■ **TASK OBJECTIVE**:
Based on the entries below, how many lines contain the word "navigations"? Respond with only the number.

+++++

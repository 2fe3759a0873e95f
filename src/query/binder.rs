//! Path Binder: resolves member-access chains against the domain model.
//!
//! Given an expression, the binder either produces an ordered list of
//! property-or-navigation steps anchored to exactly one source reference,
//! or decides the expression is not a model path at all (a constant, an
//! opaque computation, a projected tuple). It sees through type downcasts,
//! plain member accesses, indexer-style property calls, and
//! null-conditional wrappers.
//!
//! The binder is a pure function over immutable inputs; callers may invoke
//! it repeatedly on the same expression.

use smallvec::SmallVec;

use crate::model::Model;
use crate::query::errors::{CompileError, CompileResult};
use crate::query::expr::Expr;
use crate::query::scope::ScopeMap;
use crate::types::{EntityId, NavigationId, PropertyId, SourceId};

/// One step of a bound path.
#[derive(Clone, Copy, Debug, Eq, PartialEq)]
pub enum PathStep {
    /// Scalar property access; always terminal.
    Property(PropertyId),
    /// Navigation traversal.
    Navigation(NavigationId),
}

/// A member-access chain resolved against the model.
#[derive(Clone, Debug, PartialEq)]
pub struct BoundPath {
    /// The source reference anchoring the path.
    pub source: SourceId,
    /// Entity type of the anchoring source.
    pub root_entity: EntityId,
    /// Ordered steps; all but the last are navigations.
    pub steps: SmallVec<[PathStep; 4]>,
}

impl BoundPath {
    /// The trailing scalar property, when the path ends in one.
    pub fn trailing_property(&self) -> Option<PropertyId> {
        match self.steps.last() {
            Some(PathStep::Property(id)) => Some(*id),
            _ => None,
        }
    }

    /// The trailing navigation, when the path ends in one.
    pub fn trailing_navigation(&self) -> Option<NavigationId> {
        match self.steps.last() {
            Some(PathStep::Navigation(id)) => Some(*id),
            _ => None,
        }
    }

    /// The navigation prefix of the path (every step but a trailing
    /// property).
    pub fn navigations(&self) -> impl Iterator<Item = NavigationId> + '_ {
        self.steps.iter().filter_map(|step| match step {
            PathStep::Navigation(id) => Some(*id),
            PathStep::Property(_) => None,
        })
    }

    /// True when the path is a bare source reference with no steps.
    pub fn is_bare_source(&self) -> bool {
        self.steps.is_empty()
    }

    /// Entity type the path yields, walking navigations from the root.
    /// `None` when the path ends in a scalar property.
    pub fn terminal_entity(&self, model: &Model) -> Option<EntityId> {
        let mut current = self.root_entity;
        for step in &self.steps {
            match step {
                PathStep::Navigation(id) => current = model.navigation(*id).target,
                PathStep::Property(_) => return None,
            }
        }
        Some(current)
    }
}

/// Binds `expr` to a model path, or returns `Ok(None)` when the expression
/// does not denote a property path rooted at a known source.
///
/// An indexer-style access ([`Expr::NamedProperty`]) naming a member absent
/// from the resolved entity type is a fatal configuration error; a plain
/// member access to an unmapped name simply fails to bind.
pub fn bind_path(expr: &Expr, model: &Model, scope: &ScopeMap) -> CompileResult<Option<BoundPath>> {
    let Some(binding) = bind_inner(expr, model, scope)? else {
        return Ok(None);
    };
    Ok(Some(binding.path))
}

struct Binding {
    path: BoundPath,
    /// Entity the next member resolves against; `None` after a scalar step.
    current: Option<EntityId>,
}

fn bind_inner(expr: &Expr, model: &Model, scope: &ScopeMap) -> CompileResult<Option<Binding>> {
    match expr {
        Expr::Source(id) => Ok(scope.entity_of(*id).map(|entity| Binding {
            path: BoundPath {
                source: *id,
                root_entity: entity,
                steps: SmallVec::new(),
            },
            current: Some(entity),
        })),
        Expr::Downcast { object, entity } => {
            let Some(mut binding) = bind_inner(object, model, scope)? else {
                return Ok(None);
            };
            let target = model
                .entity_by_name(entity)
                .ok_or_else(|| CompileError::UnknownEntity {
                    entity: entity.clone(),
                })?;
            binding.current = Some(target.id);
            Ok(Some(binding))
        }
        Expr::NullConditional { access, .. } => bind_inner(access, model, scope),
        Expr::Property { object, name } => bind_member(object, name, false, model, scope),
        Expr::NamedProperty { object, name } => bind_member(object, name, true, model, scope),
        _ => Ok(None),
    }
}

fn bind_member(
    object: &Expr,
    name: &str,
    named_access: bool,
    model: &Model,
    scope: &ScopeMap,
) -> CompileResult<Option<Binding>> {
    let Some(mut binding) = bind_inner(object, model, scope)? else {
        return Ok(None);
    };
    let Some(entity_id) = binding.current else {
        // A scalar step cannot be dereferenced further.
        return Ok(None);
    };
    let entity = model.entity(entity_id);

    if let Some(nav) = model.navigation_by_name(entity_id, name) {
        binding.path.steps.push(PathStep::Navigation(nav.id));
        binding.current = Some(nav.target);
        return Ok(Some(binding));
    }
    if let Some(prop) = entity.property_by_name(name) {
        binding.path.steps.push(PathStep::Property(prop.id));
        binding.current = None;
        return Ok(Some(binding));
    }
    if named_access {
        return Err(CompileError::UnknownProperty {
            entity: entity.name.clone(),
            property: name.to_owned(),
        });
    }
    Ok(None)
}
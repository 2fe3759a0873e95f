//! Correlated Collection Extractor: batches collection-navigation
//! subqueries projected from a query.
//!
//! A collection subquery left in a projection is evaluated once per parent
//! row. When the subquery is self-contained (only ordering and paging on
//! top of its correlation filter, no stray references into outer scopes)
//! it can instead run once for all parents: the parent query is cloned,
//! reduced to the owner rows, joined to the child rows, and ordered
//! parent-first so a materialization runtime can slice the flat result
//! back into per-parent collections. Each lifted subquery is registered
//! with a stable ordinal and replaced in the projection by a
//! [`Expr::CorrelatedCollection`] placeholder carrying that ordinal.
//!
//! A subquery that fails validation is left in place and keeps its per-row
//! streaming semantics; declining the optimization is never an error.

use std::collections::HashSet;

use tracing::debug;

use crate::model::{Model, NavigationDirection};
use crate::query::collection::key_selector;
use crate::query::errors::CompileResult;
use crate::query::expr::{BinaryOp, CollectionKind, Expr};
use crate::query::scope::ScopeMap;
use crate::query::tree::{
    BodyClause, JoinClause, Ordering, QueryModel, ResultOperator, SourceOrigin,
};
use crate::query::visit::{source_refs_expr, source_refs_query, Rewriter};
use crate::types::{EntityId, NavigationId, PropertyId, SourceId, SourceIdGen};

/// Registration record for one lifted collection, consumed by the
/// materialization runtime that reassembles parents with their children.
#[derive(Clone, Debug, PartialEq)]
pub struct CorrelatedCollection {
    /// Ordinal of this registration; matches the placeholder left in the
    /// parent projection.
    pub index: usize,
    /// Navigation the collection came from.
    pub navigation: NavigationId,
    /// Collection shape to materialize per parent.
    pub kind: CollectionKind,
    /// Source in the parent query owning the collection.
    pub parent_source: SourceId,
    /// Key selector over the parent scope used to slice child rows.
    pub parent_key: Expr,
    /// Whether materialized entities participate in change tracking.
    pub tracking: bool,
    /// The batched query: cloned parent joined to the child rows, ordered
    /// parent-first then child, projecting `(parent key, child row)`.
    pub query: QueryModel,
    /// Paging window applied per parent slice, not to the batched query.
    pub window: Vec<ResultOperator>,
}

enum Lifted {
    Done(Expr),
    Skipped(Box<QueryModel>),
}

/// The extraction pass over one compiled query's projection.
pub struct CorrelationExtractor<'a> {
    model: &'a Model,
    scope: &'a mut ScopeMap,
    ids: &'a mut SourceIdGen,
    tracking: bool,
}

+++++

■ **SOLUTION BELOW**:
3